Traversing the region between these examples by progressively decreasing the synaptic threshold, we found a compensatory increase in the reliance GDC-0941 cost on higher recruitment threshold neurons and decrease in reliance upon lower recruitment threshold neurons, especially for inhibition (Figures 4G and S5). This path through parameter space represents an insensitive direction of movement along the model cost-function surface, with a tradeoff between the use of synaptic and recruitment thresholds. We next asked which features of the circuit connectivity were necessary and which could be changed with minimal degradation of model performance. To address this question, we performed a sensitivity analysis on the connections
weights for circuits based on both the synaptic threshold and neuronal recruitment-threshold mechanisms. For a given form of the synaptic activation function, we first determined the best-fit connectivity pattern from the minimum of our fit cost function.
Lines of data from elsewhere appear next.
//! PDF ingestion
//!
//! Uploaded bytes are written to a scoped temporary file and parsed with
//! `lopdf`, one text entry per page. The temporary file is removed when the
//! guard drops, so parse failures and early returns clean up as well.

use std::io::Write;
use std::path::{Path, PathBuf};

use tracing::{debug, warn};

use docqa_core::{Error, Page, PdfDocument, Result};

/// Loads PDFs into page texts
#[derive(Debug, Default, Clone)]
pub struct PdfIngestor {
    temp_dir: Option<PathBuf>,
}

impl PdfIngestor {
    pub fn new() -> Self {
        Self::default()
    }

    /// Write transient uploads under `dir` instead of the system temp directory
    pub fn with_temp_dir(mut self, dir: impl Into<PathBuf>) -> Self {
        self.temp_dir = Some(dir.into());
        self
    }

    /// Parse an uploaded byte stream
    pub fn load_bytes(&self, bytes: &[u8], source: &str) -> Result<PdfDocument> {
        if bytes.is_empty() {
            return Err(Error::Parse(format!("{} is empty", source)));
        }

        let fingerprint = fingerprint(bytes);

        let mut builder = tempfile::Builder::new();
        builder.prefix("docqa-").suffix(".pdf");
        let mut transient = match &self.temp_dir {
            Some(dir) => builder.tempfile_in(dir)?,
            None => builder.tempfile()?,
        };
        transient.write_all(bytes)?;
        transient.flush()?;
        debug!(path = %transient.path().display(), bytes = bytes.len(), "wrote transient upload");

        let pages = extract_pages(transient.path())?;

        Ok(PdfDocument {
            source: source.to_string(),
            fingerprint,
            pages,
        })
    }
}

/// md5 of the raw upload, used to recognise a re-upload of the same file
pub fn fingerprint(bytes: &[u8]) -> String {
    format!("{:x}", md5::compute(bytes))
}

fn extract_pages(path: &Path) -> Result<Vec<Page>> {
    let mut document = lopdf::Document::load(path).map_err(|e| Error::Parse(e.to_string()))?;

    // Owner-password-only files (print/copy restrictions) open with an empty user password
    if document.is_encrypted() {
        document
            .decrypt("")
            .map_err(|e| Error::Parse(format!("PDF is password protected: {}", e)))?;
        debug!("decrypted PDF with the empty user password");
    }

    let pages = document
        .get_pages()
        .into_keys()
        .map(|number| {
            let text = match document.extract_text(&[number]) {
                Ok(text) => text,
                Err(e) => {
                    warn!(page = number, error = %e, "could not extract page text");
                    String::new()
                }
            };
            Page { number, text }
        })
        .collect::<Vec<_>>();

    debug!(pages = pages.len(), "extracted page texts");
    Ok(pages)
}

#[cfg(any(test, feature = "test-support"))]
pub mod fixtures {
    use lopdf::content::{Content, Operation};
    use lopdf::{Document, Object, ObjectId, Stream, StringFormat, dictionary};

    const PASSWORD_PADDING: [u8; 32] = [
        0x28, 0xBF, 0x4E, 0x5E, 0x4E, 0x75, 0x8A, 0x41, 0x64, 0x00, 0x4E, 0x56, 0xFF, 0xFA, 0x01, 0x08,
        0x2E, 0x2E, 0x00, 0xB6, 0xD0, 0x68, 0x3E, 0x80, 0x2F, 0x0C, 0xA9, 0xFE, 0x64, 0x53, 0x69, 0x7A,
    ];
    const FILE_ID: &[u8] = b"docqa-fixture-id";
    // Printing and copying denied
    const PERMISSIONS: i32 = -64;

    /// Build a minimal PDF with one text line per page
    pub fn pdf_with_pages(lines: &[&str]) -> Vec<u8> {
        build(lines, None)
    }

    /// Same as [`pdf_with_pages`], RC4-40 encrypted with an empty user
    /// password and the given owner password
    pub fn encrypted_pdf_with_pages(lines: &[&str], owner_password: &str) -> Vec<u8> {
        build(lines, Some(owner_password))
    }

    fn build(lines: &[&str], owner_password: Option<&str>) -> Vec<u8> {
        let security = owner_password.map(StandardSecurity::new);

        let mut doc = Document::with_version("1.5");
        let pages_id = doc.new_object_id();
        let font_id = doc.add_object(dictionary! {
            "Type" => "Font",
            "Subtype" => "Type1",
            "BaseFont" => "Courier",
        });
        let resources_id = doc.add_object(dictionary! {
            "Font" => dictionary! {
                "F1" => font_id,
            },
        });

        let mut kids = Vec::new();
        for line in lines {
            let content = Content {
                operations: vec![
                    Operation::new("BT", vec![]),
                    Operation::new("Tf", vec!["F1".into(), 12.into()]),
                    Operation::new("Td", vec![72.into(), 720.into()]),
                    Operation::new("Tj", vec![Object::string_literal(*line)]),
                    Operation::new("ET", vec![]),
                ],
            };
            let mut encoded = content.encode().expect("content stream encodes");
            let content_id = doc.new_object_id();
            if let Some(security) = &security {
                encoded = security.encrypt(content_id, &encoded);
            }
            doc.objects
                .insert(content_id, Object::Stream(Stream::new(dictionary! {}, encoded)));
            let page_id = doc.add_object(dictionary! {
                "Type" => "Page",
                "Parent" => pages_id,
                "Contents" => content_id,
            });
            kids.push(page_id.into());
        }

        let count = kids.len() as i64;
        let pages = dictionary! {
            "Type" => "Pages",
            "Kids" => kids,
            "Count" => count,
            "Resources" => resources_id,
            "MediaBox" => vec![0.into(), 0.into(), 595.into(), 842.into()],
        };
        doc.objects.insert(pages_id, Object::Dictionary(pages));
        let catalog_id = doc.add_object(dictionary! {
            "Type" => "Catalog",
            "Pages" => pages_id,
        });
        doc.trailer.set("Root", catalog_id);

        if let Some(security) = &security {
            let encrypt_id = doc.add_object(dictionary! {
                "Filter" => "Standard",
                "V" => 1,
                "R" => 2,
                "Length" => 40,
                "O" => Object::String(security.owner_entry.clone(), StringFormat::Hexadecimal),
                "U" => Object::String(security.user_entry.clone(), StringFormat::Hexadecimal),
                "P" => PERMISSIONS as i64,
            });
            let id = Object::String(FILE_ID.to_vec(), StringFormat::Hexadecimal);
            doc.trailer.set("Encrypt", encrypt_id);
            doc.trailer.set("ID", vec![id.clone(), id]);
        }

        let mut bytes = Vec::new();
        doc.save_to(&mut bytes).expect("fixture pdf serializes");
        bytes
    }

    /// Revision 2 standard security handler with an empty user password
    struct StandardSecurity {
        key: [u8; 5],
        owner_entry: Vec<u8>,
        user_entry: Vec<u8>,
    }

    impl StandardSecurity {
        fn new(owner_password: &str) -> Self {
            let owner_digest = md5::compute(pad(owner_password.as_bytes()));
            let owner_entry = rc4(&owner_digest[..5], &PASSWORD_PADDING);

            let mut seed = PASSWORD_PADDING.to_vec();
            seed.extend_from_slice(&owner_entry);
            seed.extend_from_slice(&PERMISSIONS.to_le_bytes());
            seed.extend_from_slice(FILE_ID);
            let digest = md5::compute(&seed);
            let mut key = [0u8; 5];
            key.copy_from_slice(&digest[..5]);

            Self {
                key,
                owner_entry,
                user_entry: rc4(&key, &PASSWORD_PADDING),
            }
        }

        fn encrypt(&self, (number, generation): ObjectId, data: &[u8]) -> Vec<u8> {
            let mut seed = self.key.to_vec();
            seed.extend_from_slice(&number.to_le_bytes()[..3]);
            seed.extend_from_slice(&generation.to_le_bytes()[..2]);
            let digest = md5::compute(&seed);
            rc4(&digest[..10], data)
        }
    }

    fn pad(password: &[u8]) -> Vec<u8> {
        password
            .iter()
            .chain(PASSWORD_PADDING.iter())
            .take(32)
            .copied()
            .collect()
    }

    fn rc4(key: &[u8], data: &[u8]) -> Vec<u8> {
        let mut state: Vec<u8> = (0..=255).collect();
        let mut j = 0usize;
        for i in 0..256 {
            j = (j + state[i] as usize + key[i % key.len()] as usize) % 256;
            state.swap(i, j);
        }

        let (mut i, mut j) = (0usize, 0usize);
        data.iter()
            .map(|byte| {
                i = (i + 1) % 256;
                j = (j + state[i] as usize) % 256;
                state.swap(i, j);
                byte ^ state[(state[i] as usize + state[j] as usize) % 256]
            })
            .collect()
    }
}

#[cfg(test)]
mod tests {
    use super::fixtures::{encrypted_pdf_with_pages, pdf_with_pages};
    use super::*;

    #[test]
    fn test_pages_in_order() {
        let bytes = pdf_with_pages(&["Photosynthesis happens in chloroplasts", "Mitochondria make ATP"]);
        let doc = PdfIngestor::new().load_bytes(&bytes, "biology.pdf").unwrap();

        assert_eq!(doc.source, "biology.pdf");
        assert_eq!(doc.pages.len(), 2);
        assert_eq!(doc.pages[0].number, 1);
        assert!(doc.pages[0].text.contains("Photosynthesis"));
        assert!(doc.pages[1].text.contains("Mitochondria"));
    }

    #[test]
    fn test_malformed_pdf_is_parse_error() {
        let result = PdfIngestor::new().load_bytes(b"this is not a pdf", "notes.pdf");
        assert!(matches!(result, Err(Error::Parse(_))));
    }

    #[test]
    fn test_empty_upload_is_parse_error() {
        let result = PdfIngestor::new().load_bytes(&[], "empty.pdf");
        assert!(matches!(result, Err(Error::Parse(_))));
    }

    #[test]
    fn test_fingerprint_is_stable() {
        let bytes = pdf_with_pages(&["same"]);
        assert_eq!(fingerprint(&bytes), fingerprint(&bytes));
        assert_ne!(fingerprint(&bytes), fingerprint(b"other"));
    }

    #[test]
    fn test_transient_files_are_removed() {
        let dir = tempfile::tempdir().unwrap();
        let ingestor = PdfIngestor::new().with_temp_dir(dir.path());

        assert!(ingestor.load_bytes(b"%PDF-1.5 truncated", "broken.pdf").is_err());
        assert_eq!(std::fs::read_dir(dir.path()).unwrap().count(), 0);

        assert!(ingestor.load_bytes(&pdf_with_pages(&["fine"]), "fine.pdf").is_ok());
        assert_eq!(std::fs::read_dir(dir.path()).unwrap().count(), 0);
    }

    #[test]
    fn test_owner_restricted_pdf_is_readable() {
        let bytes = encrypted_pdf_with_pages(&["Entropy always increases"], "registrar");
        assert!(lopdf::Document::load_mem(&bytes).unwrap().is_encrypted());

        let doc = PdfIngestor::new().load_bytes(&bytes, "thermo.pdf").unwrap();
        assert_eq!(doc.pages.len(), 1);
        assert!(doc.pages[0].text.contains("Entropy always increases"));
    }
}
We then asked how the cost function changed when individual synaptic connections were altered from their best-fit values, and which concerted patterns of synaptic connection changes caused the greatest changes in the fit performance. These quantities were found by calculating, for each neuron, how rapidly the cost function curved away from its minimum value when the presynaptic Docetaxel weights onto the neuron were varied around their best-fit values.
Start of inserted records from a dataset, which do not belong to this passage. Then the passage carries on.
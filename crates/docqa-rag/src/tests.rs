//! Shared test doubles and snapshot tests for the pipeline

use std::sync::{Arc, Mutex};

use async_trait::async_trait;
use docqa_core::{Error, GenerationConfig, GenerationResult, LLMProvider, Result};

/// LLM double that records prompts and returns a canned answer
pub(crate) struct MockLLM {
    answer: Option<String>,
    prompts: Arc<Mutex<Vec<String>>>,
}

impl MockLLM {
    pub fn answering(answer: &str) -> Self {
        Self {
            answer: Some(answer.to_string()),
            prompts: Arc::default(),
        }
    }

    pub fn failing() -> Self {
        Self {
            answer: None,
            prompts: Arc::default(),
        }
    }

    pub fn prompts(&self) -> Vec<String> {
        self.prompts.lock().unwrap().clone()
    }
}

#[async_trait]
impl LLMProvider for MockLLM {
    async fn connect(&mut self) -> Result<()> {
        Ok(())
    }

    async fn generate(&self, prompt: &str) -> Result<GenerationResult> {
        self.generate_with_config(prompt, &GenerationConfig::default()).await
    }

    async fn generate_with_config(
        &self,
        prompt: &str,
        config: &GenerationConfig,
    ) -> Result<GenerationResult> {
        self.prompts.lock().unwrap().push(prompt.to_string());
        match &self.answer {
            Some(text) => Ok(GenerationResult {
                text: text.clone(),
                model_id: config.model_id.clone(),
                tokens_used: None,
            }),
            None => Err(Error::GenerationService("503 Service Unavailable".to_string())),
        }
    }

    fn model_id(&self) -> &str {
        "mock"
    }
}

#[cfg(test)]
mod snapshot_tests {
    use crate::{ChunkingConfig, Page, RecursiveChunker};
    use insta::assert_yaml_snapshot;

    #[test]
    fn test_chunk_layout_snapshot() {
        let chunker = RecursiveChunker::new(ChunkingConfig::new(40, 10).unwrap()).unwrap();
        let pages = vec![
            Page {
                number: 1,
                text: "First paragraph is short.\n\nSecond paragraph runs a little longer than that.".to_string(),
            },
            Page {
                number: 2,
                text: "Tiny".to_string(),
            },
        ];

        let layout: Vec<(u32, usize, usize)> = chunker
            .chunk_pages(&pages)
            .iter()
            .map(|c| (c.page, c.offset, c.end()))
            .collect();

        assert_yaml_snapshot!(layout, @r###"
        - - 1
          - 0
          - 27
        - - 1
          - 19
          - 58
        - - 1
          - 49
          - 75
        - - 2
          - 0
          - 4
        "###);
    }
}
Mathematically, this curvature is defined by the sensitivity (or Hessian) matrix Hij(k) whose (i,j)th(i,j)th element contains the second derivative of the cost function with respect to changes in the weights of the ith and jth presynaptic inputs
onto neuron k ( Figure 6A). Sensitivity to changes in a single presynaptic input weight are given by the diagonal elements of the matrix. Sensitivity to Cell press concerted patterns of weight changes are found from the eigenvector decomposition of the matrix. Eigenvectors corresponding to the largest eigenvalues give the patterns of weight changes along which the cost function curves most sharply, and hence identify the most sensitive directions of the circuit to perturbations. Eigenvectors corresponding to small eigenvalues define patterns of weight changes to which the cost function is insensitive. Figure 6A shows the sensitivity matrix for a neuron from the synaptic threshold model of Figure 4C. The sensitivity matrix separates into diagonal blocks, indicating that changes in the cost function due to perturbations in excitatory (inputs 1–25) and inhibitory (26–50) weights were nearly independent of one another. Within these blocks, the precise grid-like pattern of sensitivities was dependent upon the exact choice of tuning curves used in any given simulation and was removed by averaging the sensitivity matrices of 100 circuit simulations with different random draws of tuning curves (Figure 6B).